(CNN) As part of the hunt for new coronavirus variants, an international database shows the United States ranks 61st in how quickly virus samples are collected from patients, analyzed and then posted online.
Countries with far fewer resources, including Bangladesh, Sri Lanka and Suriname, process samples more quickly than the United States does.
"It's pathetic," said Dr. Peter Hotez, a virologist at Baylor College of Medicine.
The median number of days from the time a sample is collected from a patient's nose until the time its genetic sequence is posted on GISAID, an independent data sharing initiative, is 85 days, according an analysis of GISAID data by the Broad Institute of Harvard and the Massachusetts Institute of Technology.
"By the time you wait (85) days, a sequence can go from being a rare variant to being half of the circulating virus in a population," Hotez said.
Genetic sequencing is the key to hunting for new mutations. When too much time elapses before a sequence is posted, it can make it more difficult for scientists to catch a new mutation, warn the world, and take proper steps to control it.
"We need to have this data much more quickly so we can see what's going on," said Dr. Michael Osterholm, an epidemiologist at the University of Minnesota and a member of President-elect Joe Biden and Vice President-elect Kamala Harris' Transition Covid-19 Advisory Board.
The United Kingdom, one of the fastest countries at posting genetic sequencing, takes 24 days.
"When a lot of countries are doing better, significantly better, I think it tells us the US ought to get its act together," said Dr. Nancy Cox, former director of the influenza division at the US Centers for Disease Control and Prevention.
A CDC official told CNN the time lag reported on GISAID is "misleading" but that "timeliness is something we'll be improving."
GISAID is a "repository for genomic data that's generated for many purposes, including genomic surveillance (those samples tend to have short turn-around times) and research projects (which have quite variable intervals from sample collection to submission)," Dr. Gregory Armstrong, director of the Office of Advanced Molecular Detection at the CDC's National Center for Emerging and Zoonotic Infectious Diseases, wrote in an email to CNN.
In the United States, labs at the CDC, state health departments, private companies and universities submit sequences to GISAID.
"All this is not to argue that turn-around-time doesn't matter," Armstrong added, noting that "the sequences that we're getting through our contracts with large labs have all been from late December through early January."
The United States has been criticized not just for being late, but for sequencing too few virus samples considering how rampant the virus has been in the country.
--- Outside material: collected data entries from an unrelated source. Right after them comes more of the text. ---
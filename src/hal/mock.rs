//! Mock implementations for testing without hardware.
//!
//! This module provides test doubles for the storage, device and printer
//! traits, enabling development and testing on desktop without an ESP32
//! or a printer on the network.
//!
//! # Available Mocks
//!
//! | Mock | Trait | Purpose |
//! |------|-------|---------|
//! | [`MockStore`] | [`KvStore`] | In-memory blobs with injectable failures |
//! | [`MockDevice`] | [`DeviceControl`] | Records reboots, reconnects and settings |
//! | [`MockPrinterLink`] | [`PrinterLink`] | Captures published commands |
//!
//! # Example
//!
//! ```rust
//! use top_ams::hal::MockStore;
//! use top_ams::{FilamentRegistry, Metadata};
//!
//! let mut registry = FilamentRegistry::new(MockStore::new(), "filaments");
//! registry.add(1, Metadata::new(r#"{"color":"red"}"#)).unwrap();
//!
//! // Every mutation commits
//! assert_eq!(registry.store().commit_count(), 1);
//! ```
//!
//! [`KvStore`]: crate::traits::KvStore
//! [`DeviceControl`]: crate::traits::DeviceControl
//! [`PrinterLink`]: crate::traits::PrinterLink

use alloc::collections::BTreeMap;
use alloc::string::{String, ToString};
use alloc::vec::Vec;

use crate::traits::KvStore;

#[cfg(feature = "std")]
use crate::commands::PrinterCommand;
#[cfg(feature = "std")]
use crate::settings::SettingKey;
#[cfg(feature = "std")]
use crate::traits::{DeviceControl, DeviceError, LinkError, PrinterLink};
#[cfg(feature = "std")]
use core::sync::atomic::{AtomicBool, AtomicUsize, Ordering};
#[cfg(feature = "std")]
use std::sync::Mutex;

// ============================================================================
// Storage Mock
// ============================================================================

/// Error injected by [`MockStore`].
#[derive(Debug, Clone, Copy, PartialEq, Eq, thiserror::Error)]
pub enum MockStoreError {
    /// `set` was configured to fail.
    #[error("set failed")]
    SetFailed,
    /// `commit` was configured to fail.
    #[error("commit failed")]
    CommitFailed,
}

/// In-memory key-value store.
///
/// Writes are staged by `set` and only become durable on `commit`, like
/// NVS. Reads see staged writes. [`durable`](Self::durable) returns what
/// would survive a power cut.
///
/// # Example
///
/// ```rust
/// use top_ams::hal::MockStore;
/// use top_ams::traits::KvStore;
///
/// let mut store = MockStore::new();
/// store.set("k", b"v").unwrap();
/// assert!(store.durable().get("k").unwrap().is_none());
///
/// store.commit().unwrap();
/// assert!(store.durable().get("k").unwrap().is_some());
/// ```
#[derive(Debug, Default, Clone)]
pub struct MockStore {
    committed: BTreeMap<String, Vec<u8>>,
    staged: BTreeMap<String, Vec<u8>>,
    fail_sets: bool,
    fail_commits: bool,
    set_count: usize,
    commit_count: usize,
}

impl MockStore {
    /// Creates an empty store.
    pub fn new() -> Self {
        Self::default()
    }

    /// Seed a committed value directly, bypassing failure injection.
    pub fn insert(&mut self, key: &str, value: &[u8]) {
        self.committed.insert(key.to_string(), value.to_vec());
    }

    /// Make every `set` fail.
    pub fn fail_sets(&mut self, fail: bool) {
        self.fail_sets = fail;
    }

    /// Make every `commit` fail.
    pub fn fail_commits(&mut self, fail: bool) {
        self.fail_commits = fail;
    }

    /// Number of successful `set` calls.
    pub fn set_count(&self) -> usize {
        self.set_count
    }

    /// Number of successful `commit` calls.
    pub fn commit_count(&self) -> usize {
        self.commit_count
    }

    /// Copy of only the committed contents, with no failures configured.
    pub fn durable(&self) -> Self {
        Self {
            committed: self.committed.clone(),
            ..Self::default()
        }
    }
}

impl KvStore for MockStore {
    type Error = MockStoreError;

    fn get(&self, key: &str) -> Result<Option<Vec<u8>>, Self::Error> {
        Ok(self
            .staged
            .get(key)
            .or_else(|| self.committed.get(key))
            .cloned())
    }

    fn set(&mut self, key: &str, value: &[u8]) -> Result<(), Self::Error> {
        if self.fail_sets {
            return Err(MockStoreError::SetFailed);
        }
        self.staged.insert(key.to_string(), value.to_vec());
        self.set_count += 1;
        Ok(())
    }

    fn commit(&mut self) -> Result<(), Self::Error> {
        if self.fail_commits {
            return Err(MockStoreError::CommitFailed);
        }
        self.committed.append(&mut self.staged);
        self.commit_count += 1;
        Ok(())
    }
}

// ============================================================================
// Device Mock
// ============================================================================

/// Mock device recording every side effect.
///
/// Thread-safe so it can sit behind an `Arc` in the web server tests.
///
/// # Example
///
/// ```rust
/// use top_ams::hal::MockDevice;
/// use top_ams::traits::DeviceControl;
///
/// let device = MockDevice::new();
/// device.reboot();
/// assert_eq!(device.reboot_count(), 1);
/// ```
#[cfg(feature = "std")]
#[derive(Debug)]
pub struct MockDevice {
    mac: [u8; 6],
    reboots: AtomicUsize,
    reconnects: AtomicUsize,
    fail_reconnect: AtomicBool,
    fail_settings: AtomicBool,
    settings: Mutex<Vec<(SettingKey, String)>>,
}

#[cfg(feature = "std")]
impl Default for MockDevice {
    fn default() -> Self {
        Self {
            mac: [0x24, 0x0A, 0xC4, 0x12, 0x34, 0x56],
            reboots: AtomicUsize::new(0),
            reconnects: AtomicUsize::new(0),
            fail_reconnect: AtomicBool::new(false),
            fail_settings: AtomicBool::new(false),
            settings: Mutex::new(Vec::new()),
        }
    }
}

#[cfg(feature = "std")]
impl MockDevice {
    /// Creates a mock device with a fixed MAC address.
    pub fn new() -> Self {
        Self::default()
    }

    /// Use a specific MAC address.
    pub fn with_mac(mut self, mac: [u8; 6]) -> Self {
        self.mac = mac;
        self
    }

    /// Make `reconnect_wifi` fail.
    pub fn set_fail_reconnect(&self, fail: bool) {
        self.fail_reconnect.store(fail, Ordering::SeqCst);
    }

    /// Make `apply_setting` fail.
    pub fn set_fail_settings(&self, fail: bool) {
        self.fail_settings.store(fail, Ordering::SeqCst);
    }

    /// Number of reboot requests.
    pub fn reboot_count(&self) -> usize {
        self.reboots.load(Ordering::SeqCst)
    }

    /// Number of successful reconnect requests.
    pub fn reconnect_count(&self) -> usize {
        self.reconnects.load(Ordering::SeqCst)
    }

    /// Settings applied so far, oldest first.
    pub fn settings(&self) -> Vec<(SettingKey, String)> {
        self.settings
            .lock()
            .unwrap_or_else(|e| e.into_inner())
            .clone()
    }
}

#[cfg(feature = "std")]
impl DeviceControl for MockDevice {
    fn mac_address(&self) -> [u8; 6] {
        self.mac
    }

    fn reconnect_wifi(&self) -> Result<(), DeviceError> {
        if self.fail_reconnect.load(Ordering::SeqCst) {
            return Err(DeviceError::Reconnect("mock failure".to_string()));
        }
        self.reconnects.fetch_add(1, Ordering::SeqCst);
        Ok(())
    }

    fn reboot(&self) {
        self.reboots.fetch_add(1, Ordering::SeqCst);
    }

    fn apply_setting(&self, key: SettingKey, value: &str) -> Result<(), DeviceError> {
        if self.fail_settings.load(Ordering::SeqCst) {
            return Err(DeviceError::Storage {
                key: key.storage_key(),
                reason: "mock failure".to_string(),
            });
        }
        self.settings
            .lock()
            .unwrap_or_else(|e| e.into_inner())
            .push((key, value.to_string()));
        Ok(())
    }
}

// ============================================================================
// Printer Mock
// ============================================================================

/// Mock printer link capturing published commands.
///
/// # Example
///
/// ```rust
/// use top_ams::commands::PrinterCommand;
/// use top_ams::hal::MockPrinterLink;
/// use top_ams::traits::PrinterLink;
///
/// let link = MockPrinterLink::new();
/// link.send(&PrinterCommand::Pause).unwrap();
/// assert_eq!(link.sent(), vec![PrinterCommand::Pause]);
///
/// let offline = MockPrinterLink::disconnected();
/// assert!(offline.send(&PrinterCommand::Pause).is_err());
/// ```
#[cfg(feature = "std")]
#[derive(Debug)]
pub struct MockPrinterLink {
    connected: AtomicBool,
    sent: Mutex<Vec<PrinterCommand>>,
}

#[cfg(feature = "std")]
impl Default for MockPrinterLink {
    fn default() -> Self {
        Self {
            connected: AtomicBool::new(true),
            sent: Mutex::new(Vec::new()),
        }
    }
}

#[cfg(feature = "std")]
impl MockPrinterLink {
    /// Creates a connected mock link.
    pub fn new() -> Self {
        Self::default()
    }

    /// Creates a link that rejects every command.
    pub fn disconnected() -> Self {
        let link = Self::default();
        link.set_connected(false);
        link
    }

    /// Change the simulated connection state.
    pub fn set_connected(&self, connected: bool) {
        self.connected.store(connected, Ordering::SeqCst);
    }

    /// Commands published so far, oldest first.
    pub fn sent(&self) -> Vec<PrinterCommand> {
        self.sent.lock().unwrap_or_else(|e| e.into_inner()).clone()
    }
}

#[cfg(feature = "std")]
impl PrinterLink for MockPrinterLink {
    fn send(&self, command: &PrinterCommand) -> Result<(), LinkError> {
        if !self.is_connected() {
            return Err(LinkError::NotConnected);
        }
        self.sent
            .lock()
            .unwrap_or_else(|e| e.into_inner())
            .push(command.clone());
        Ok(())
    }

    fn is_connected(&self) -> bool {
        self.connected.load(Ordering::SeqCst)
    }
}

// ============================================================================
// Tests
// ============================================================================

#[cfg(test)]
mod tests {
    use super::*;

    #[test]
    fn staged_writes_are_readable() {
        let mut store = MockStore::new();
        store.set("a", b"1").unwrap();
        assert_eq!(store.get("a").unwrap(), Some(b"1".to_vec()));
        assert_eq!(store.durable().get("a").unwrap(), None);
    }

    #[test]
    fn failed_commit_loses_staged_data_on_power_cut() {
        let mut store = MockStore::new();
        store.fail_commits(true);
        store.set("a", b"1").unwrap();
        assert_eq!(store.commit(), Err(MockStoreError::CommitFailed));
        assert_eq!(store.durable().get("a").unwrap(), None);
        assert_eq!(store.commit_count(), 0);
    }

    #[test]
    fn failed_set() {
        let mut store = MockStore::new();
        store.fail_sets(true);
        assert_eq!(store.set("a", b"1"), Err(MockStoreError::SetFailed));
        assert_eq!(store.set_count(), 0);
    }

    #[test]
    fn insert_seeds_committed_data() {
        let mut store = MockStore::new();
        store.insert("k", b"v");
        assert_eq!(store.durable().get_str("k").unwrap().as_deref(), Some("v"));
    }

    #[cfg(feature = "std")]
    #[test]
    fn device_records_settings() {
        let device = MockDevice::new();
        device
            .apply_setting(SettingKey::WifiSsid, "Workshop")
            .unwrap();
        assert_eq!(
            device.settings(),
            vec![(SettingKey::WifiSsid, "Workshop".to_string())]
        );

        device.set_fail_settings(true);
        assert!(device.apply_setting(SettingKey::WifiSsid, "x").is_err());
        assert_eq!(device.settings().len(), 1);
    }
}
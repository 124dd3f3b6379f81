//! Printer MQTT client for ESP32-C3.
//!
//! Connects to the printer's broker over TLS (`mqtts://<ip>:8883`, user
//! `bblp`, the LAN access code as password), subscribes to the report
//! topic and merges every report into the shared printer status.
//! Implements [`PrinterLink`] for commands going the other way.
//!
//! # Example
//!
//! ```ignore
//! use top_ams::hal::esp32::Esp32PrinterMqtt;
//!
//! let status = Arc::new(SharedPrinterStatus::new());
//! let printer = Esp32PrinterMqtt::new(&config.printer, Arc::clone(&status))?;
//! printer.send(&PrinterCommand::PushAll)?;
//! ```

use std::sync::atomic::{AtomicBool, Ordering};
use std::sync::{Arc, Mutex};
use std::thread;
use std::time::Duration;

use esp_idf_svc::mqtt::client::{
    Details, EspMqttClient, EspMqttConnection, EventPayload, MqttClientConfiguration, QoS,
};
use log::{debug, info, warn};

use crate::commands::PrinterCommand;
use crate::config::{LongString, PrinterConfig};
use crate::services::SharedPrinterStatus;
use crate::traits::{LinkError, PrinterLink};

/// Largest report the client reassembles. Full pushes run to tens of KiB.
const MAX_REPORT_LEN: usize = 64 * 1024;

/// Stack for the connection thread; report parsing runs on it.
const EVENT_STACK_SIZE: usize = 8 * 1024;

/// Printer connection over esp-idf's MQTT client.
pub struct Esp32PrinterMqtt {
    client: Arc<Mutex<EspMqttClient<'static>>>,
    request_topic: LongString,
    connected: Arc<AtomicBool>,
}

impl Esp32PrinterMqtt {
    /// Start the client and its connection thread.
    ///
    /// Returns as soon as the client is started; the connection completes
    /// in the background and reconnects on its own.
    pub fn new(config: &PrinterConfig, status: Arc<SharedPrinterStatus>) -> anyhow::Result<Self> {
        let broker_url = config.broker_url();
        let mqtt_config = MqttClientConfiguration {
            client_id: Some(config.client_id.as_str()),
            username: Some(config.username.as_str()),
            password: Some(config.access_code.as_str()),
            keep_alive_interval: Some(Duration::from_secs(config.keep_alive_secs as u64)),
            reconnect_timeout: Some(Duration::from_millis(config.reconnect_ms as u64)),
            // Printers present self-signed certificates
            skip_cert_common_name_check: true,
            buffer_size: 4096,
            out_buffer_size: 2048,
            ..Default::default()
        };

        let (client, connection) = EspMqttClient::new(broker_url.as_str(), &mqtt_config)?;
        let client = Arc::new(Mutex::new(client));
        let connected = Arc::new(AtomicBool::new(false));

        let events = EventContext {
            client: Arc::clone(&client),
            connected: Arc::clone(&connected),
            status,
            report_topic: config.report_topic(),
            request_topic: config.request_topic(),
        };
        thread::Builder::new()
            .name("printer-mqtt".into())
            .stack_size(EVENT_STACK_SIZE)
            .spawn(move || events.run(connection))?;

        info!("printer client started for {}", broker_url);
        Ok(Self {
            client,
            request_topic: config.request_topic(),
            connected,
        })
    }
}

impl PrinterLink for Esp32PrinterMqtt {
    fn send(&self, command: &PrinterCommand) -> Result<(), LinkError> {
        if !self.is_connected() {
            return Err(LinkError::NotConnected);
        }
        let payload = command.encode();
        debug!("-> printer {}", payload);
        let mut client = self.client.lock().unwrap_or_else(|e| e.into_inner());
        client
            .publish(
                self.request_topic.as_str(),
                QoS::AtLeastOnce,
                false,
                payload.as_bytes(),
            )
            .map(|_| ())
            .map_err(|e| LinkError::Publish(e.to_string()))
    }

    fn is_connected(&self) -> bool {
        self.connected.load(Ordering::Acquire)
    }
}

// ============================================================================
// Connection Thread
// ============================================================================

struct EventContext {
    client: Arc<Mutex<EspMqttClient<'static>>>,
    connected: Arc<AtomicBool>,
    status: Arc<SharedPrinterStatus>,
    report_topic: LongString,
    request_topic: LongString,
}

impl EventContext {
    fn run(self, mut connection: EspMqttConnection) {
        // Reports larger than the receive buffer arrive in chunks
        let mut pending: Vec<u8> = Vec::new();

        loop {
            let event = match connection.next() {
                Ok(event) => event,
                Err(e) => {
                    warn!("printer connection closed: {:?}", e);
                    self.connected.store(false, Ordering::Release);
                    return;
                }
            };

            let mut just_connected = false;
            match event.payload() {
                EventPayload::Connected(_) => {
                    info!("printer connected");
                    self.connected.store(true, Ordering::Release);
                    just_connected = true;
                }
                EventPayload::Disconnected => {
                    warn!("printer disconnected");
                    self.connected.store(false, Ordering::Release);
                    pending.clear();
                }
                EventPayload::Received { data, details, .. } => match details {
                    Details::Complete => {
                        self.status.apply_report(data);
                    }
                    Details::InitialChunk(chunk) => {
                        pending.clear();
                        if chunk.total_data_size <= MAX_REPORT_LEN {
                            pending.reserve(chunk.total_data_size);
                            pending.extend_from_slice(data);
                        } else {
                            debug!("skipping {} byte report", chunk.total_data_size);
                        }
                    }
                    Details::SubsequentChunk(chunk) => {
                        if pending.is_empty() {
                            continue;
                        }
                        pending.extend_from_slice(data);
                        if pending.len() >= chunk.total_data_size {
                            self.status.apply_report(&pending);
                            pending.clear();
                        }
                    }
                },
                EventPayload::Error(e) => debug!("printer mqtt error: {:?}", e),
                _ => {}
            }

            // The client blocks while an event is outstanding
            drop(event);
            if just_connected {
                self.on_connected();
            }
        }
    }

    fn on_connected(&self) {
        let mut client = self.client.lock().unwrap_or_else(|e| e.into_inner());
        if let Err(e) = client.subscribe(self.report_topic.as_str(), QoS::AtMostOnce) {
            warn!("printer subscribe failed: {}", e);
            return;
        }
        // Ask for a full report so status is populated immediately
        let push_all = PrinterCommand::PushAll.encode();
        if let Err(e) = client.publish(
            self.request_topic.as_str(),
            QoS::AtLeastOnce,
            false,
            push_all.as_bytes(),
        ) {
            warn!("printer push_all failed: {}", e);
        }
    }
}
The United States has mapped and posted samples from nearly 70,000 people with Covid-19, according to GISAID. That's second only to the United Kingdom, which has posted more than 150,000.
However, the United States has had far more coronavirus cases than any other country -- more than 22 million. The second highest is India, with about half that number.
Looking at postings in proportion to the number of cases, the United States comes up short. It's posted 2.8 genetic sequences per 1,000 cases, falling behind 34 other countries, according to the GISAID data.
"Do we have to be last or towards the bottom with everything with Covid?" said Cox, the former CDC official. "It's really frustrating to see we aren't doing better when I know we could have done better."
At the end of last year, the United States was sequencing about 3,000 samples per week. At the beginning of this year, the CDC made a goal that in two weeks that number should increase to 6,500 samples per week posted by US labs.
In the week of January 2-8, 10,619 samples were sequenced by labs in the United States, Armstrong said. He noted, however, that the CDC likely cannot take credit for most of those, and that only 1,001 of the samples were from the previous four weeks.